It’s awkward when you set up a business around a technology that you reckon is going to disrupt global finance so you name your business after said technology, send your CEO on speaking tours to evangelise about said technology, but then decide that said technology isn’t going to do anything useful for you, isn’t it?
Digital Asset was one of the pioneers of blockchain-in-finance, with the idea that it could make clearing and trade settlement sexy again (well OK maybe not but at least make it faster and more efficient). Its erstwhile CEO Blythe Masters, a glamorous former JP Executive who was credited with/blamed for pioneering credit-default swaps, trotted around the globe telling people that blockchain was “email for money”.
So significant a role did DA play in the early blockchain mythos that artist Simon Denny immortalised Masters and the firm in a special edition of the board game Risk, as part of a 2016 art exhibition in New York.
And even though Masters stepped down as CEO a year ago, Digital Asset is still seen as a big player — crypto news site Coindesk last week called the firm a “seminal enterprise blockchain startup”. But one might have thought if the company was so seminal, it might still be actively involved in blockchain.
Not so much.
As Izzy and the FT’s Phil Stafford wrote back in the summer, the firm has been steadily shifting away from the distributed technicolour dream-ledger that is blockchain, and towards DAML, its programming language for creating smart contracts (i.e. contracts that self-execute when certain pre-determined criteria are met).
But until now, the idea seemed to be that the smart contracts would run on top of some sort of a blockchain platform. As DAML is just a programming language, and therefore cannot be used on its own, the idea would be that you would use it to run your own DAML-based applications, on a blockchain or distributed ledger-based system (the difference between the two is slightly unclear but the latter is kind of just a watered-down version of the former).
Last week, Digital Asset announced that it had raised another $35m in a Series C fundraising round. The money would be used, it said, to “accelerate the adoption of DAML across multiple industries, expand the number and variety of DAML-enabled partner products and fund new products designed to enhance the DAML developer experience, specifically project:DABL, a cloud-based prototyping and production environment for DAML applications”.

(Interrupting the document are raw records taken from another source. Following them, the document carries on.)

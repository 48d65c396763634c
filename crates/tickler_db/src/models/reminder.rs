//! Reminder rows and the row <-> domain mapping.
//!
//! The store keeps one flat table: a frequency discriminator plus nullable
//! variant-specific columns. This module is the sole translation point
//! between that layout and the domain's rule variants. Unknown tags and
//! missing variant columns indicate storage corruption and fail loudly.

use chrono::NaiveDate;
use serde::{Deserialize, Serialize};
use sqlx::FromRow;

use tickler_core::{Category, Frequency, Month, Reminder, Weekday};

use crate::error::{DbError, DbResult};

/// Stored frequency discriminator tags, one per rule variant.
#[derive(Debug, Clone, Copy, PartialEq, Eq, Serialize, Deserialize)]
#[serde(rename_all = "snake_case")]
pub enum FrequencyKind {
    Daily,
    Easter,
    Irregular,
    Monthly,
    Once,
    Weekly,
    XDays,
    Yearly,
}

impl FrequencyKind {
    /// Stable tag stored in the `frequency` column.
    pub fn as_str(self) -> &'static str {
        match self {
            Self::Daily => "daily",
            Self::Easter => "easter",
            Self::Irregular => "irregular",
            Self::Monthly => "monthly",
            Self::Once => "once",
            Self::Weekly => "weekly",
            Self::XDays => "xdays",
            Self::Yearly => "yearly",
        }
    }

    /// Parse a stored tag; unknown tags are not recoverable.
    pub fn parse(tag: &str) -> Option<Self> {
        match tag {
            "daily" => Some(Self::Daily),
            "easter" => Some(Self::Easter),
            "irregular" => Some(Self::Irregular),
            "monthly" => Some(Self::Monthly),
            "once" => Some(Self::Once),
            "weekly" => Some(Self::Weekly),
            "xdays" => Some(Self::XDays),
            "yearly" => Some(Self::Yearly),
            _ => None,
        }
    }

    /// Discriminator for a domain rule variant.
    pub fn of(frequency: &Frequency) -> Self {
        match frequency {
            Frequency::Daily => Self::Daily,
            Frequency::Easter => Self::Easter,
            Frequency::Irregular { .. } => Self::Irregular,
            Frequency::Monthly { .. } => Self::Monthly,
            Frequency::Once { .. } => Self::Once,
            Frequency::Weekly { .. } => Self::Weekly,
            Frequency::XDays { .. } => Self::XDays,
            Frequency::Yearly { .. } => Self::Yearly,
        }
    }
}

impl std::fmt::Display for FrequencyKind {
    fn fmt(&self, f: &mut std::fmt::Formatter<'_>) -> std::fmt::Result {
        f.write_str(self.as_str())
    }
}

/// A reminder as stored: flat columns, discriminator tag, nullable
/// variant fields.
#[derive(Debug, Clone, PartialEq, Eq, FromRow, Serialize, Deserialize)]
pub struct ReminderRow {
    /// Row id; [`Reminder::UNSAVED_ID`] before the first insert
    pub id: i64,

    /// Owning user
    pub user_id: i64,

    /// Short description
    pub description: String,

    /// Free-form note
    pub note: String,

    /// Category tag ("task" or "reminder")
    pub category: String,

    /// Frequency discriminator tag
    pub frequency: String,

    /// Legacy column carried by the schema; never populated
    pub year: Option<i64>,

    /// Month number for Yearly/Irregular
    pub month: Option<i64>,

    /// Day-of-month for Monthly; also holds Yearly's day
    pub month_day: Option<i64>,

    /// Domain weekday number (Sunday=1) for Weekly/Irregular
    pub week_day: Option<i64>,

    /// Occurrence index within the month for Irregular
    pub week_number: Option<i64>,

    /// Interval length for XDays
    pub days: Option<i64>,

    /// Creation date
    pub date_added: NaiveDate,

    /// Date last marked done
    pub date_completed: Option<NaiveDate>,

    /// Lead time in days
    pub advance_days: i64,

    /// Anchor date; holds Once's date and XDays' phase anchor
    pub start_date: Option<NaiveDate>,
}

impl ReminderRow {
    /// Flatten a domain item into its stored representation.
    pub fn from_domain(item: &Reminder) -> Self {
        let kind = FrequencyKind::of(&item.frequency);

        let mut month = None;
        let mut month_day = None;
        let mut week_day = None;
        let mut week_number = None;
        let mut days = None;
        let mut start_date = item.start_date;

        match item.frequency {
            Frequency::Daily | Frequency::Easter => {}
            Frequency::Weekly { weekday } => {
                week_day = Some(i64::from(weekday.number()));
            }
            Frequency::Monthly { month_day: day } => {
                month_day = Some(i64::from(day));
            }
            Frequency::Yearly { month: m, day } => {
                month = Some(i64::from(m.number()));
                month_day = Some(i64::from(day));
            }
            Frequency::Once { date } => {
                start_date = Some(date);
            }
            Frequency::XDays { start, every } => {
                days = Some(i64::from(every));
                start_date = Some(start);
            }
            Frequency::Irregular {
                month: m,
                weekday,
                week_number: week,
            } => {
                month = Some(i64::from(m.number()));
                week_day = Some(i64::from(weekday.number()));
                week_number = Some(i64::from(week));
            }
        }

        Self {
            id: item.id,
            user_id: item.user_id,
            description: item.description.clone(),
            note: item.note.clone(),
            category: item.category.as_str().to_string(),
            frequency: kind.as_str().to_string(),
            year: None,
            month,
            month_day,
            week_day,
            week_number,
            days,
            date_added: item.date_added,
            date_completed: item.date_completed,
            advance_days: i64::from(item.advance_days),
            start_date,
        }
    }

    /// Rebuild the domain item this row represents.
    pub fn into_domain(self) -> DbResult<Reminder> {
        let kind = FrequencyKind::parse(&self.frequency)
            .ok_or_else(|| DbError::corrupt(self.id, format!("unknown frequency tag {:?}", self.frequency)))?;

        let frequency = match kind {
            FrequencyKind::Daily => Frequency::Daily,
            FrequencyKind::Easter => Frequency::Easter,
            FrequencyKind::Weekly => Frequency::Weekly {
                weekday: Weekday::from_number(self.require(self.week_day, "week_day")?)?,
            },
            FrequencyKind::Monthly => Frequency::Monthly {
                month_day: self.small_int(self.require(self.month_day, "month_day")?, "month_day")?,
            },
            FrequencyKind::Yearly => Frequency::Yearly {
                month: Month::from_number(self.require(self.month, "month")?)?,
                day: self.small_int(self.require(self.month_day, "month_day")?, "month_day")?,
            },
            FrequencyKind::Once => Frequency::Once {
                date: self.require(self.start_date, "start_date")?,
            },
            FrequencyKind::XDays => {
                let every = self.require(self.days, "days")?;
                if every <= 0 {
                    return Err(DbError::corrupt(self.id, format!("non-positive days: {every}")));
                }
                Frequency::XDays {
                    start: self.require(self.start_date, "start_date")?,
                    every: every as u32,
                }
            }
            FrequencyKind::Irregular => Frequency::Irregular {
                month: Month::from_number(self.require(self.month, "month")?)?,
                weekday: Weekday::from_number(self.require(self.week_day, "week_day")?)?,
                week_number: self.small_int(self.require(self.week_number, "week_number")?, "week_number")?,
            },
        };

        let category: Category = self
            .category
            .parse()
            .map_err(|_| DbError::corrupt(self.id, format!("unknown category {:?}", self.category)))?;

        if self.advance_days < 0 {
            return Err(DbError::corrupt(
                self.id,
                format!("negative advance_days: {}", self.advance_days),
            ));
        }

        Ok(Reminder {
            id: self.id,
            user_id: self.user_id,
            description: self.description,
            note: self.note,
            category,
            frequency,
            date_added: self.date_added,
            date_completed: self.date_completed,
            start_date: self.start_date,
            advance_days: self.advance_days as u32,
        })
    }

    fn require<T>(&self, value: Option<T>, column: &str) -> DbResult<T> {
        value.ok_or_else(|| {
            DbError::corrupt(
                self.id,
                format!("{} record with null {column}", self.frequency),
            )
        })
    }

    fn small_int(&self, value: i64, column: &str) -> DbResult<u8> {
        u8::try_from(value)
            .map_err(|_| DbError::corrupt(self.id, format!("{column} out of range: {value}")))
    }
}

#[cfg(test)]
mod tests {
    use super::*;
    use pretty_assertions::assert_eq;

    fn date(y: i32, m: u32, d: u32) -> NaiveDate {
        NaiveDate::from_ymd_opt(y, m, d).unwrap()
    }

    fn item(frequency: Frequency) -> Reminder {
        let start_date = match frequency {
            Frequency::Once { date } => Some(date),
            Frequency::XDays { start, .. } => Some(start),
            _ => Some(date(2021, 1, 1)),
        };
        Reminder {
            id: 7,
            user_id: 3,
            description: "water the plants".to_string(),
            note: "the ficus needs less".to_string(),
            category: Category::Task,
            frequency,
            date_added: date(2021, 1, 1),
            date_completed: Some(date(2021, 3, 1)),
            start_date,
            advance_days: 4,
        }
    }

    fn all_variants() -> Vec<Frequency> {
        vec![
            Frequency::Daily,
            Frequency::Weekly {
                weekday: Weekday::Thursday,
            },
            Frequency::Monthly { month_day: 12 },
            Frequency::Yearly {
                month: Month::July,
                day: 4,
            },
            Frequency::Once {
                date: date(2021, 9, 30),
            },
            Frequency::XDays {
                start: date(2020, 6, 1),
                every: 10,
            },
            Frequency::Easter,
            Frequency::Irregular {
                month: Month::November,
                weekday: Weekday::Thursday,
                week_number: 4,
            },
        ]
    }

    #[test]
    fn row_round_trips_for_every_variant() {
        for frequency in all_variants() {
            let original = item(frequency);
            let row = ReminderRow::from_domain(&original);
            let rebuilt = row.clone().into_domain().unwrap();
            assert_eq!(rebuilt, original);
            assert_eq!(ReminderRow::from_domain(&rebuilt), row);
        }
    }

    #[test]
    fn yearly_persists_its_day_in_month_day() {
        let row = ReminderRow::from_domain(&item(Frequency::Yearly {
            month: Month::July,
            day: 4,
        }));
        assert_eq!(row.month, Some(7));
        assert_eq!(row.month_day, Some(4));
        assert_eq!(row.week_day, None);
    }

    #[test]
    fn once_persists_its_date_in_start_date() {
        let row = ReminderRow::from_domain(&item(Frequency::Once {
            date: date(2021, 9, 30),
        }));
        assert_eq!(row.start_date, Some(date(2021, 9, 30)));
        assert_eq!(row.days, None);
    }

    #[test]
    fn unknown_frequency_tag_is_fatal() {
        let mut row = ReminderRow::from_domain(&item(Frequency::Daily));
        row.frequency = "fortnightly".to_string();
        let err = row.into_domain().unwrap_err();
        assert!(matches!(err, DbError::Corrupt { .. }));
    }

    #[test]
    fn missing_variant_column_is_fatal() {
        let mut row = ReminderRow::from_domain(&item(Frequency::Monthly { month_day: 12 }));
        row.month_day = None;
        let err = row.into_domain().unwrap_err();
        assert!(matches!(err, DbError::Corrupt { .. }));

        let mut row = ReminderRow::from_domain(&item(Frequency::XDays {
            start: date(2020, 6, 1),
            every: 10,
        }));
        row.start_date = None;
        assert!(matches!(row.into_domain().unwrap_err(), DbError::Corrupt { .. }));
    }

    #[test]
    fn out_of_range_variant_column_is_fatal() {
        let mut row = ReminderRow::from_domain(&item(Frequency::Weekly {
            weekday: Weekday::Thursday,
        }));
        row.week_day = Some(9);
        assert!(row.into_domain().is_err());
    }
}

Despite calling itself a “the NY-based blockchain start-up” in the press release, there wasn’t very much else (i.e. nothing) in it about blockchain, or even distributed ledger technology (DLT), except in reference to some other companies that do blockchainy things.
So we asked Digital Asset to confirm whether DAML needed to be used with a blockchain or DLT platform, and they told us (emphasis ours):
DAML is a smart contract language that is designed to work with blockchain platforms. DAML cannot be used on its own – it needs a platform underneath it.
What’s unique about DAML, however, is that we’re enabling it to work on more than just blockchain platforms. For example, we announced in June that we will enable DAML for Amazon’s cloud-based Aurora database. Our vision is for developers to use DAML to build applications that can run on blockchains or traditional databases. The point is that (eventually) DAML-based applications should be able to run on any kind of database.
Did you catch that? What is unique about this “blockchain start-up” is that although it is designed to work with blockchain platforms, it can actually work with any old database. (Also is it just us or is this a tacit admission that blockchain is, after all, just a kind of database?)
So how did DA manage to raise another $35m from new and existing investors (who include Goldman Sachs and JP Morgan)? Could it be what one Alphaville friend likes to call the “Embarrassment Phase” of the technology hype cycle (ie, the bit where investors have to keep ploughing money into a project that they’ve already put money into, so as to save face in front of their own investors)?
One thing seems clear: if Digital Asset is really a seminal blockchain company, then it’s likely that many other blockchain companies will stop being blockchain companies in the near future.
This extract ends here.